Exactly the lines from the start of the data below through the line containing "one decimal place." must be returned, and no others.

——————————

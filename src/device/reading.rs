use std::fmt;

use crate::device::DecryptedFrame;

const CO2_OPERATION: u8 = 0x50;
const TEMPERATURE_OPERATION: u8 = 0x42;
const HUMIDITY_OPERATION: u8 = 0x44;

// 273.15 K in eighths of a tenth of a degree.
const KELVIN_OFFSET_EIGHTH_DECI: i32 = 21852;

#[derive(Debug, Clone, Copy, PartialEq, Eq)]
pub enum OperationCode {
    Co2,
    Temperature,
    Humidity,
    Unknown(u8),
}

impl OperationCode {
    pub fn as_str(&self) -> &'static str {
        match self {
            OperationCode::Co2 => "co2",
            OperationCode::Temperature => "temperature",
            OperationCode::Humidity => "humidity",
            OperationCode::Unknown(_) => "unknown",
        }
    }
}

impl From<u8> for OperationCode {
    fn from(v: u8) -> Self {
        match v {
            CO2_OPERATION => OperationCode::Co2,
            TEMPERATURE_OPERATION => OperationCode::Temperature,
            HUMIDITY_OPERATION => OperationCode::Humidity,
            other => OperationCode::Unknown(other),
        }
    }
}

/// Temperature in tenths of a degree Celsius.
#[derive(Debug, Clone, Copy, PartialEq, Eq)]
pub struct Temperature {
    deci_celsius: i32,
}

impl Temperature {
    /// Converts the sensor's raw value (Kelvin * 16) to Celsius, rounding
    /// half away from zero to one decimal place.
    pub fn from_raw(raw: u16) -> Self {
        // raw / 16 K == raw * 5 / 8 tenths of a degree
        let eighths = raw as i32 * 5 - KELVIN_OFFSET_EIGHTH_DECI;
        Self {
            deci_celsius: (eighths.abs() + 4) / 8 * eighths.signum(),
        }
    }

    pub fn from_deci_celsius(deci_celsius: i32) -> Self {
        Self { deci_celsius }
    }

    pub fn deci_celsius(&self) -> i32 {
        self.deci_celsius
    }

    pub fn celsius(&self) -> f64 {
        self.deci_celsius as f64 / 10.0
    }
}

impl fmt::Display for Temperature {
    fn fmt(&self, f: &mut fmt::Formatter<'_>) -> fmt::Result {
        let sign = if self.deci_celsius < 0 { "-" } else { "" };
        let abs = self.deci_celsius.unsigned_abs();
        write!(f, "{sign}{}.{}", abs / 10, abs % 10)
    }
}

#[derive(Debug, Clone, Copy, PartialEq, Eq)]
pub enum SensorReading {
    Co2 { ppm: u16 },
    Temperature(Temperature),
    Humidity { percent: u16 },
    Unknown { operation: u8, value: u16 },
}

/// Maps a checksum-validated frame to a reading.
pub fn interpret(frame: &DecryptedFrame) -> SensorReading {
    let value = frame.value();
    match OperationCode::from(frame.operation()) {
        OperationCode::Co2 => SensorReading::Co2 { ppm: value },
        OperationCode::Temperature => SensorReading::Temperature(Temperature::from_raw(value)),
        OperationCode::Humidity => SensorReading::Humidity { percent: value },
        OperationCode::Unknown(operation) => SensorReading::Unknown { operation, value },
    }
}
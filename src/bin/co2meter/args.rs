use std::{num::NonZeroU64, path::PathBuf};

use chrono_tz::Tz;
use clap::Parser;
use co2meter::report::OutputFormat;

/// Polls a USB CO2 meter and prints temperature and CO2 readings.
#[derive(Debug, Parser)]
#[command(version, about)]
pub struct Args {
    /// HID raw device, e.g. /dev/hidraw0
    #[arg(env = "CO2METER_DEVICE", value_parser = parse_device)]
    pub device: PathBuf,

    /// Polling interval in seconds
    #[arg(long, env = "CO2METER_INTERVAL", default_value = "5")]
    pub interval: NonZeroU64,

    /// Output format: json or log
    #[arg(long, default_value = "json")]
    pub format: OutputFormat,

    #[arg(long, env = "TZ", default_value = "UTC")]
    pub timezone: Tz,
}

fn parse_device(s: &str) -> Result<PathBuf, String> {
    if s.trim().is_empty() {
        return Err("device path must not be empty".to_string());
    }
    Ok(PathBuf::from(s))
}
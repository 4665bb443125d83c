use std::{future::Future, io::ErrorKind, path::Path};

use anyhow::{Context as _, Result, bail};
use tokio::{
    fs::File,
    io::{AsyncRead, AsyncReadExt as _},
};

use crate::device::{FRAME_LEN, RawFrame};

/// Something that yields one raw 8-byte frame per call.
///
/// Each call may wait indefinitely for the device. An error is a transport
/// failure and is not retried by callers in this crate.
///
/// A pull dropped mid-read may have consumed part of a frame; the stream is
/// then out of step and the source must be reopened.
pub trait FrameSource {
    fn read_frame(&mut self) -> impl Future<Output = Result<RawFrame>>;
}

#[derive(Debug)]
pub struct HidrawFrameSource<R> {
    reader: R,
}

impl<R: AsyncRead + Unpin> HidrawFrameSource<R> {
    pub fn new(reader: R) -> Self {
        Self { reader }
    }
}

impl<R: AsyncRead + Unpin> FrameSource for HidrawFrameSource<R> {
    async fn read_frame(&mut self) -> Result<RawFrame> {
        let mut buf = [0u8; FRAME_LEN];
        match self.reader.read_exact(&mut buf).await {
            Ok(_) => Ok(RawFrame(buf)),
            Err(e) if e.kind() == ErrorKind::UnexpectedEof => {
                bail!("short read: device closed before a full {FRAME_LEN}-byte frame")
            }
            Err(e) => Err(e).context("failed to read frame from device"),
        }
    }
}

pub async fn open_hidraw(path: impl AsRef<Path>) -> Result<HidrawFrameSource<File>> {
    let path = path.as_ref();
    let file = File::open(path)
        .await
        .with_context(|| format!("failed to open device: {}", path.display()))?;

    log::info!("opened device {}", path.display());

    Ok(HidrawFrameSource::new(file))
}

#[cfg(test)]
mod tests {
    use super::*;

    #[tokio::test]
    async fn reads_consecutive_frames() {
        let bytes: &[u8] = &[1, 2, 3, 4, 5, 6, 7, 8, 9, 10, 11, 12, 13, 14, 15, 16];
        let mut source = HidrawFrameSource::new(bytes);

        assert_eq!(
            source.read_frame().await.unwrap(),
            RawFrame([1, 2, 3, 4, 5, 6, 7, 8])
        );
        assert_eq!(
            source.read_frame().await.unwrap(),
            RawFrame([9, 10, 11, 12, 13, 14, 15, 16])
        );
        assert!(source.read_frame().await.is_err());
    }

    #[tokio::test]
    async fn short_read_is_an_error() {
        let bytes: &[u8] = &[1, 2, 3];
        let mut source = HidrawFrameSource::new(bytes);

        let err = source.read_frame().await.unwrap_err();
        assert!(format!("{err:#}").contains("short read"));
    }

    #[tokio::test]
    async fn missing_device_fails_to_open() {
        let err = open_hidraw("/nonexistent/hidraw99").await.unwrap_err();
        assert!(format!("{err:#}").contains("failed to open device"));
    }
}
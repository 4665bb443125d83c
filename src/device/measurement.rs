use anyhow::{Context as _, Result};

use crate::device::{FrameSource, RawFrame, SensorReading, Temperature, interpret};

/// A complete measurement: both fields are always present.
#[derive(Debug, Clone, Copy, PartialEq, Eq)]
pub struct Measurement {
    pub temperature: Temperature,

    pub co2_ppm: u16,
}

/// In-progress measurement. Later readings of a kind overwrite earlier ones.
#[derive(Debug, Clone, Copy, Default, PartialEq, Eq)]
pub struct PartialMeasurement {
    pub temperature: Option<Temperature>,

    pub co2_ppm: Option<u16>,
}

impl PartialMeasurement {
    pub fn merge(&mut self, reading: SensorReading) {
        match reading {
            SensorReading::Temperature(t) => self.temperature = Some(t),
            SensorReading::Co2 { ppm } => self.co2_ppm = Some(ppm),
            SensorReading::Humidity { .. } | SensorReading::Unknown { .. } => {}
        }
    }

    pub fn complete(&self) -> Option<Measurement> {
        Some(Measurement {
            temperature: self.temperature?,
            co2_ppm: self.co2_ppm?,
        })
    }
}

#[derive(Debug, Default)]
pub struct MeasurementAccumulator {
    state: PartialMeasurement,
}

impl MeasurementAccumulator {
    pub fn new() -> Self {
        Self::default()
    }

    pub fn state(&self) -> &PartialMeasurement {
        &self.state
    }

    pub fn reset(&mut self) {
        self.state = PartialMeasurement::default();
    }

    /// Runs one raw frame through decrypt, validate, interpret and merge.
    ///
    /// Returns the measurement once both temperature and CO2 are known and
    /// resets the state for the next cycle. Corrupt frames are logged and
    /// dropped without touching the state.
    pub fn feed(&mut self, raw: RawFrame) -> Option<Measurement> {
        let frame = raw.decrypt();
        if !frame.is_valid() {
            log::warn!("checksum mismatch: raw [{raw}] decrypted [{frame}]");
            return None;
        }

        let reading = interpret(&frame);
        match reading {
            SensorReading::Co2 { ppm } => log::debug!("co2: {ppm} ppm"),
            SensorReading::Temperature(t) => log::debug!("temperature: {t} C"),
            SensorReading::Humidity { percent } => log::info!("humidity: {percent}%"),
            SensorReading::Unknown { operation, value } => {
                log::trace!("unknown operation 0x{operation:02x}: {value}")
            }
        }

        self.state.merge(reading);
        let measurement = self.state.complete()?;
        self.reset();
        Some(measurement)
    }

    /// Pulls frames from `source` until a complete measurement is assembled.
    ///
    /// Each cycle starts from an empty state. The only await point is the
    /// frame pull, so dropping the returned future cancels between frames.
    pub async fn accumulate<S: FrameSource>(&mut self, source: &mut S) -> Result<Measurement> {
        self.reset();
        loop {
            let raw = source
                .read_frame()
                .await
                .context("failed to read frame while accumulating")?;
            if let Some(measurement) = self.feed(raw) {
                return Ok(measurement);
            }
        }
    }
}

#[cfg(test)]
mod tests {
    use super::*;
    use crate::device::{HidrawFrameSource, encrypt, plain_frame};

    fn raw(operation: u8, value: u16) -> RawFrame {
        encrypt(plain_frame(operation, value))
    }

    fn corrupt() -> RawFrame {
        let mut frame = plain_frame(0x50, 900);
        frame.0[3] ^= 0xff;
        encrypt(frame)
    }

    fn stream(frames: &[RawFrame]) -> Vec<u8> {
        frames.iter().flat_map(|f| f.0).collect()
    }

    #[test]
    fn ignores_humidity_and_unknown() {
        let mut acc = MeasurementAccumulator::new();
        assert_eq!(acc.feed(raw(0x44, 40)), None);
        assert_eq!(acc.feed(raw(0x50, 842)), None);
        assert_eq!(acc.feed(raw(0x6d, 7)), None);
        assert_eq!(
            acc.feed(raw(0x42, 4711)),
            Some(Measurement {
                temperature: Temperature::from_deci_celsius(213),
                co2_ppm: 842,
            })
        );
    }

    #[test]
    fn later_reading_overwrites() {
        let mut acc = MeasurementAccumulator::new();
        assert_eq!(acc.feed(raw(0x42, 4700)), None);
        assert_eq!(acc.feed(raw(0x42, 4711)), None);
        let m = acc.feed(raw(0x50, 500)).unwrap();
        assert_eq!(m.temperature.to_string(), "21.3");
        assert_eq!(m.co2_ppm, 500);
    }

    #[test]
    fn state_resets_after_completion() {
        let mut acc = MeasurementAccumulator::new();
        acc.feed(raw(0x50, 842));
        assert!(acc.feed(raw(0x42, 4711)).is_some());
        assert_eq!(acc.state(), &PartialMeasurement::default());
        assert_eq!(acc.feed(raw(0x42, 4711)), None);
    }

    #[test]
    fn corrupt_frame_is_skipped() {
        let mut acc = MeasurementAccumulator::new();
        acc.feed(raw(0x50, 842));
        assert_eq!(acc.feed(corrupt()), None);
        assert_eq!(acc.state().co2_ppm, Some(842));
        let m = acc.feed(raw(0x42, 4711)).unwrap();
        assert_eq!(m.co2_ppm, 842);
    }

    #[tokio::test]
    async fn accumulates_from_source() {
        let bytes = stream(&[raw(0x44, 40), raw(0x50, 842), raw(0x6d, 7), raw(0x42, 4711)]);
        let mut source = HidrawFrameSource::new(bytes.as_slice());
        let mut acc = MeasurementAccumulator::new();

        let m = acc.accumulate(&mut source).await.unwrap();
        assert_eq!(m.temperature.to_string(), "21.3");
        assert_eq!(m.co2_ppm, 842);
    }

    #[tokio::test]
    async fn consecutive_cycles_do_not_leak() {
        let bytes = stream(&[
            raw(0x50, 842),
            raw(0x42, 4711),
            raw(0x42, 4700),
            raw(0x50, 1000),
        ]);
        let mut source = HidrawFrameSource::new(bytes.as_slice());
        let mut acc = MeasurementAccumulator::new();

        let first = acc.accumulate(&mut source).await.unwrap();
        let second = acc.accumulate(&mut source).await.unwrap();
        assert_eq!(first.co2_ppm, 842);
        assert_eq!(second.co2_ppm, 1000);
        assert_eq!(second.temperature, Temperature::from_raw(4700));
    }

    #[tokio::test]
    async fn corrupt_frame_does_not_abort_cycle() {
        let bytes = stream(&[raw(0x50, 842), corrupt(), raw(0x42, 4711)]);
        let mut source = HidrawFrameSource::new(bytes.as_slice());
        let mut acc = MeasurementAccumulator::new();

        let m = acc.accumulate(&mut source).await.unwrap();
        assert_eq!(m.co2_ppm, 842);
        assert_eq!(m.temperature.to_string(), "21.3");
    }

    #[tokio::test]
    async fn end_of_stream_aborts_cycle() {
        let bytes = stream(&[raw(0x50, 842)]);
        let mut source = HidrawFrameSource::new(bytes.as_slice());
        let mut acc = MeasurementAccumulator::new();

        let err = acc.accumulate(&mut source).await.unwrap_err();
        assert!(format!("{err:#}").contains("short read"));
    }
}
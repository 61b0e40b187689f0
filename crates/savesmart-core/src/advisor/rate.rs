//! Hourly earning rate derived from an income profile

use tracing::debug;

use crate::models::{IncomePeriod, IncomeProfile};

/// Weeks used to turn a weekly schedule into a yearly one
pub const WEEKS_PER_YEAR: f64 = 52.0;

/// Working hours covered by one income period of the profile
pub fn hours_per_period(profile: &IncomeProfile) -> f64 {
    let hpd = profile.hours_per_day;
    match profile.income_period {
        IncomePeriod::Daily => hpd,
        IncomePeriod::Weekly => hpd * profile.work_days_per_week,
        IncomePeriod::Monthly => hpd * profile.work_days_per_month,
        IncomePeriod::Yearly => hpd * profile.work_days_per_week * WEEKS_PER_YEAR,
    }
}

/// Income earned per working hour
///
/// Returns `None` when the profile has no income or implies no working
/// hours for its period.
pub fn hourly_rate(profile: &IncomeProfile) -> Option<f64> {
    let total_hours = hours_per_period(profile);
    if total_hours <= 0.0 {
        debug!(
            period = %profile.income_period,
            total_hours, "Hourly rate unavailable: no working hours"
        );
        return None;
    }
    if profile.income_amount <= 0.0 {
        debug!("Hourly rate unavailable: no income");
        return None;
    }
    Some(profile.income_amount / total_hours)
}
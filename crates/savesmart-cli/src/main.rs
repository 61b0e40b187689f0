//! SaveSmart CLI - Price purchases in working time
//!
//! Usage:
//!   savesmart init                  Initialize database
//!   savesmart profile set --income  Set your income
//!   savesmart quote 1200            See what something costs in hours
//!   savesmart goals add Bike 3000   Track a purchase goal
//!   savesmart serve --port 3000     Start web server

mod cli;
mod commands;


use anyhow::Result;
use clap::Parser;
use tracing_subscriber::{fmt, prelude::*, EnvFilter};

use cli::*;

#[tokio::main]
async fn main() -> Result<()> {
    let cli = Cli::parse();

    // Set up logging
    // Priority: RUST_LOG env var > --verbose flag > default (info)
    let filter = if std::env::var("RUST_LOG").is_ok() {
        EnvFilter::from_default_env()
    } else if cli.verbose {
        EnvFilter::new("debug")
    } else {
        EnvFilter::new("info")
    };

    tracing_subscriber::registry()
        .with(filter)
        .with(fmt::layer().with_target(false).compact())
        .init();

    match cli.command {
        Commands::Init => commands::cmd_init(&cli.db, cli.no_encrypt),
        Commands::Status => commands::cmd_status(&cli.db, cli.no_encrypt),
        Commands::Dashboard => {
            let db = commands::open_db(&cli.db, cli.no_encrypt)?;
            commands::cmd_dashboard(&db)
        }
        Commands::Profile { action } => {
            let db = commands::open_db(&cli.db, cli.no_encrypt)?;
            match action {
                None | Some(ProfileAction::Show) => commands::cmd_profile_show(&db),
                Some(ProfileAction::Set {
                    currency,
                    income,
                    period,
                    hours_per_day,
                    days_per_week,
                    days_per_month,
                    fixed_expenses,
                }) => commands::cmd_profile_set(
                    &db,
                    commands::ProfileArgs {
                        currency,
                        income,
                        period,
                        hours_per_day,
                        days_per_week,
                        days_per_month,
                        fixed_expenses,
                    },
                ),
            }
        }
        Commands::Quote {
            price,
            necessity,
            json,
        } => {
            let db = commands::open_db(&cli.db, cli.no_encrypt)?;
            commands::cmd_quote(&db, price, necessity, json)
        }
        Commands::Goals { action } => {
            let db = commands::open_db(&cli.db, cli.no_encrypt)?;
            match action {
                None => commands::cmd_goals_list(&db, None, "newest", false),
                Some(GoalsAction::List { status, sort, json }) => {
                    commands::cmd_goals_list(&db, status.as_deref(), &sort, json)
                }
                Some(GoalsAction::Add {
                    title,
                    price,
                    emoji,
                    image,
                    category,
                    necessity,
                    target,
                }) => commands::cmd_goals_add(
                    &db,
                    commands::GoalArgs {
                        title,
                        price,
                        emoji,
                        image,
                        category,
                        necessity,
                        target,
                    },
                ),
                Some(GoalsAction::Show { id }) => commands::cmd_goals_show(&db, id),
                Some(GoalsAction::Achieve { id }) => commands::cmd_goals_achieve(&db, id),
                Some(GoalsAction::Activate { id }) => commands::cmd_goals_activate(&db, id),
                Some(GoalsAction::Delete { id }) => commands::cmd_goals_delete(&db, id),
                Some(GoalsAction::Snooze { id, days }) => {
                    commands::cmd_goals_snooze(&db, id, days)
                }
                Some(GoalsAction::Plan { id }) => commands::cmd_goals_plan(&db, id),
            }
        }
        Commands::Save {
            goal_id,
            amount,
            note,
        } => {
            let db = commands::open_db(&cli.db, cli.no_encrypt)?;
            commands::cmd_save(&db, goal_id, amount, &note)
        }
        Commands::Savings { goal } => {
            let db = commands::open_db(&cli.db, cli.no_encrypt)?;
            commands::cmd_savings_list(&db, goal)
        }
        Commands::Reminders { action } => {
            let db = commands::open_db(&cli.db, cli.no_encrypt)?;
            match action {
                None | Some(RemindersAction::Due) => commands::cmd_reminders_due(&db),
                Some(RemindersAction::List { goal }) => commands::cmd_reminders_list(&db, goal),
                Some(RemindersAction::Snooze { id, days }) => {
                    commands::cmd_reminders_snooze(&db, id, days)
                }
                Some(RemindersAction::Disable { id }) => {
                    commands::cmd_reminders_disable(&db, id)
                }
                Some(RemindersAction::Done { id }) => commands::cmd_reminders_done(&db, id),
            }
        }
        Commands::Export { export_type } => {
            let db = commands::open_db(&cli.db, cli.no_encrypt)?;
            match export_type {
                ExportType::Goals { output } => commands::cmd_export_goals(&db, output),
                ExportType::Savings { output } => commands::cmd_export_savings(&db, output),
            }
        }
        Commands::Serve {
            port,
            host,
            static_dir,
        } => {
            commands::cmd_serve(
                &cli.db,
                &host,
                port,
                cli.no_encrypt,
                static_dir.as_deref(),
            )
            .await
        }
    }
}
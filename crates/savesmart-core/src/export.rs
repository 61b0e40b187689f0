//! CSV export of goals and saving records

use serde::Serialize;

use crate::advisor::{hourly_rate, hours_needed, planner::progress};
use crate::db::{format_date, format_datetime, Database};
use crate::error::{Error, Result};

/// One goal as written to CSV
#[derive(Debug, Clone, Serialize)]
pub struct GoalExportRow {
    pub id: i64,
    pub title: String,
    pub price: f64,
    pub category: String,
    pub necessity: u8,
    pub status: String,
    pub target_date: Option<String>,
    pub created_at: String,
    pub saved: f64,
    pub progress: f64,
    /// Empty when the hourly rate is unavailable
    pub hours_needed: Option<f64>,
}

/// One saving record as written to CSV
#[derive(Debug, Clone, Serialize)]
pub struct SavingExportRow {
    pub id: i64,
    pub goal_id: i64,
    pub goal_title: String,
    pub amount: f64,
    pub note: String,
    pub created_at: String,
}

fn write_csv<T: Serialize>(rows: &[T]) -> Result<String> {
    let mut writer = csv::Writer::from_writer(Vec::new());
    for row in rows {
        writer.serialize(row)?;
    }
    let bytes = writer.into_inner().map_err(|e| Error::Io(e.into_error()))?;
    String::from_utf8(bytes).map_err(|e| Error::InvalidData(format!("CSV is not UTF-8: {}", e)))
}

impl Database {
    /// Goals that are not deleted, with their savings progress
    pub fn export_goal_rows(&self) -> Result<Vec<GoalExportRow>> {
        let rate = hourly_rate(&self.get_profile()?);

        self.list_goals(None)?
            .into_iter()
            .map(|goal| {
                let saved = self.savings_total(goal.id)?;
                Ok(GoalExportRow {
                    id: goal.id,
                    progress: progress(goal.price, saved),
                    hours_needed: hours_needed(goal.price, rate),
                    title: goal.title,
                    price: goal.price,
                    category: goal.category,
                    necessity: goal.necessity,
                    status: goal.status.to_string(),
                    target_date: goal.target_date.map(format_date),
                    created_at: format_datetime(goal.created_at),
                    saved,
                })
            })
            .collect()
    }

    /// Export goals as CSV (with header)
    pub fn export_goals_csv(&self) -> Result<String> {
        write_csv(&self.export_goal_rows()?)
    }

    /// Every saving record, newest first, with its goal's title
    pub fn export_saving_rows(&self) -> Result<Vec<SavingExportRow>> {
        let records = self.list_savings(None)?;
        let mut rows = Vec::with_capacity(records.len());

        for record in records {
            let goal_title = self
                .get_goal(record.goal_id)?
                .map(|g| g.title)
                .unwrap_or_default();
            rows.push(SavingExportRow {
                id: record.id,
                goal_id: record.goal_id,
                goal_title,
                amount: record.amount,
                note: record.note,
                created_at: format_datetime(record.created_at),
            });
        }

        Ok(rows)
    }

    /// Export saving records as CSV (with header)
    pub fn export_savings_csv(&self) -> Result<String> {
        write_csv(&self.export_saving_rows()?)
    }
}
//! SaveSmart Core Library
//!
//! Shared functionality for the SaveSmart purchase planner:
//! - Work-hour conversion, savings pacing and purchase advice (`advisor`)
//! - Database access and migrations
//! - Reminder scheduling for snoozed goals and savings plans
//! - CSV export

pub mod advisor;
pub mod db;
pub mod error;
pub mod export;
pub mod models;

pub use advisor::{
    decide, evaluate_goal, evaluate_goals, evaluate_stored, quote, AffordabilityBadge, Decision,
    GoalEvaluation, GoalMetrics, GoalSource, Level, Quote, Recommendation, SavingsPlan,
    SortCriterion, DEFAULT_MONTHLY_CONTRIBUTION,
};
pub use db::Database;
pub use error::{Error, Result};
pub use export::{GoalExportRow, SavingExportRow};
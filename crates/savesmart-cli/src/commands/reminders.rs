//! Reminder command implementations

use anyhow::{Context, Result};
use chrono::Utc;
use savesmart_core::db::Database;
use savesmart_core::models::Reminder;

use super::truncate;

fn print_reminder(reminder: &Reminder) {
    let state = if reminder.enabled { "" } else { " (off)" };
    println!(
        "   [{}] {} │ {:<7} │ goal {} {}{}",
        reminder.id,
        reminder.remind_at.format("%Y-%m-%d %H:%M"),
        reminder.recurring,
        reminder.goal_id,
        truncate(reminder.goal_title.as_deref().unwrap_or(""), 30),
        state
    );
}

pub fn cmd_reminders_due(db: &Database) -> Result<()> {
    let due = db.due_reminders(Utc::now())?;

    if due.is_empty() {
        println!("✅ Nothing due. Enjoy your day!");
        return Ok(());
    }

    println!();
    println!("🔔 Due Reminders");
    println!("   ─────────────────────────────────────────────────────────────");
    for reminder in &due {
        print_reminder(reminder);
    }
    println!();
    println!("   Use 'savesmart reminders done <id>' or 'savesmart reminders snooze <id>'.");

    Ok(())
}

pub fn cmd_reminders_list(db: &Database, goal_id: Option<i64>) -> Result<()> {
    let reminders = db.list_reminders(goal_id)?;

    if reminders.is_empty() {
        println!("No reminders. Snooze a goal or start a plan to create one.");
        return Ok(());
    }

    println!();
    println!("⏰ Reminders");
    println!("   ─────────────────────────────────────────────────────────────");
    for reminder in &reminders {
        print_reminder(reminder);
    }

    Ok(())
}

pub fn cmd_reminders_snooze(db: &Database, id: i64, days: i64) -> Result<()> {
    let reminder = db
        .snooze_reminder(id, days)
        .with_context(|| format!("Failed to snooze reminder {}", id))?;
    println!(
        "💤 Reminder {} moved to {}",
        id,
        reminder.remind_at.format("%Y-%m-%d %H:%M")
    );
    Ok(())
}

pub fn cmd_reminders_disable(db: &Database, id: i64) -> Result<()> {
    db.disable_reminder(id)
        .with_context(|| format!("Failed to disable reminder {}", id))?;
    println!("🔕 Reminder {} disabled", id);
    Ok(())
}

pub fn cmd_reminders_done(db: &Database, id: i64) -> Result<()> {
    let reminder = db
        .complete_reminder(id, Utc::now())
        .with_context(|| format!("Failed to complete reminder {}", id))?;
    if reminder.enabled {
        println!(
            "✅ Done. Next {} reminder on {}",
            reminder.recurring,
            reminder.remind_at.format("%Y-%m-%d")
        );
    } else {
        println!("✅ Done. Reminder {} is finished", id);
    }
    Ok(())
}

——————————

> [Reply to the task]:
filename src/device/reading.rs
use std::fmt;

use crate::device::DecryptedFrame;

const CO2_OPERATION: u8 = 0x50;
const TEMPERATURE_OPERATION: u8 = 0x42;
const HUMIDITY_OPERATION: u8 = 0x44;

// 273.15 K in eighths of a tenth of a degree.
const KELVIN_OFFSET_EIGHTH_DECI: i32 = 21852;

#[derive(Debug, Clone, Copy, PartialEq, Eq)]
pub enum OperationCode {
    Co2,
    Temperature,
    Humidity,
    Unknown(u8),
}

impl OperationCode {
    pub fn as_str(&self) -> &'static str {
        match self {
            OperationCode::Co2 => "co2",
            OperationCode::Temperature => "temperature",
            OperationCode::Humidity => "humidity",
            OperationCode::Unknown(_) => "unknown",
        }
    }
}

impl From<u8> for OperationCode {
    fn from(v: u8) -> Self {
        match v {
            CO2_OPERATION => OperationCode::Co2,
            TEMPERATURE_OPERATION => OperationCode::Temperature,
            HUMIDITY_OPERATION => OperationCode::Humidity,
            other => OperationCode::Unknown(other),
        }
    }
}

/// Temperature in tenths of a degree Celsius.
#[derive(Debug, Clone, Copy, PartialEq, Eq)]
pub struct Temperature {
    deci_celsius: i32,
}

impl Temperature {
    /// Converts the sensor's raw value (Kelvin * 16) to Celsius, rounding
    /// half away from zero to one decimal place.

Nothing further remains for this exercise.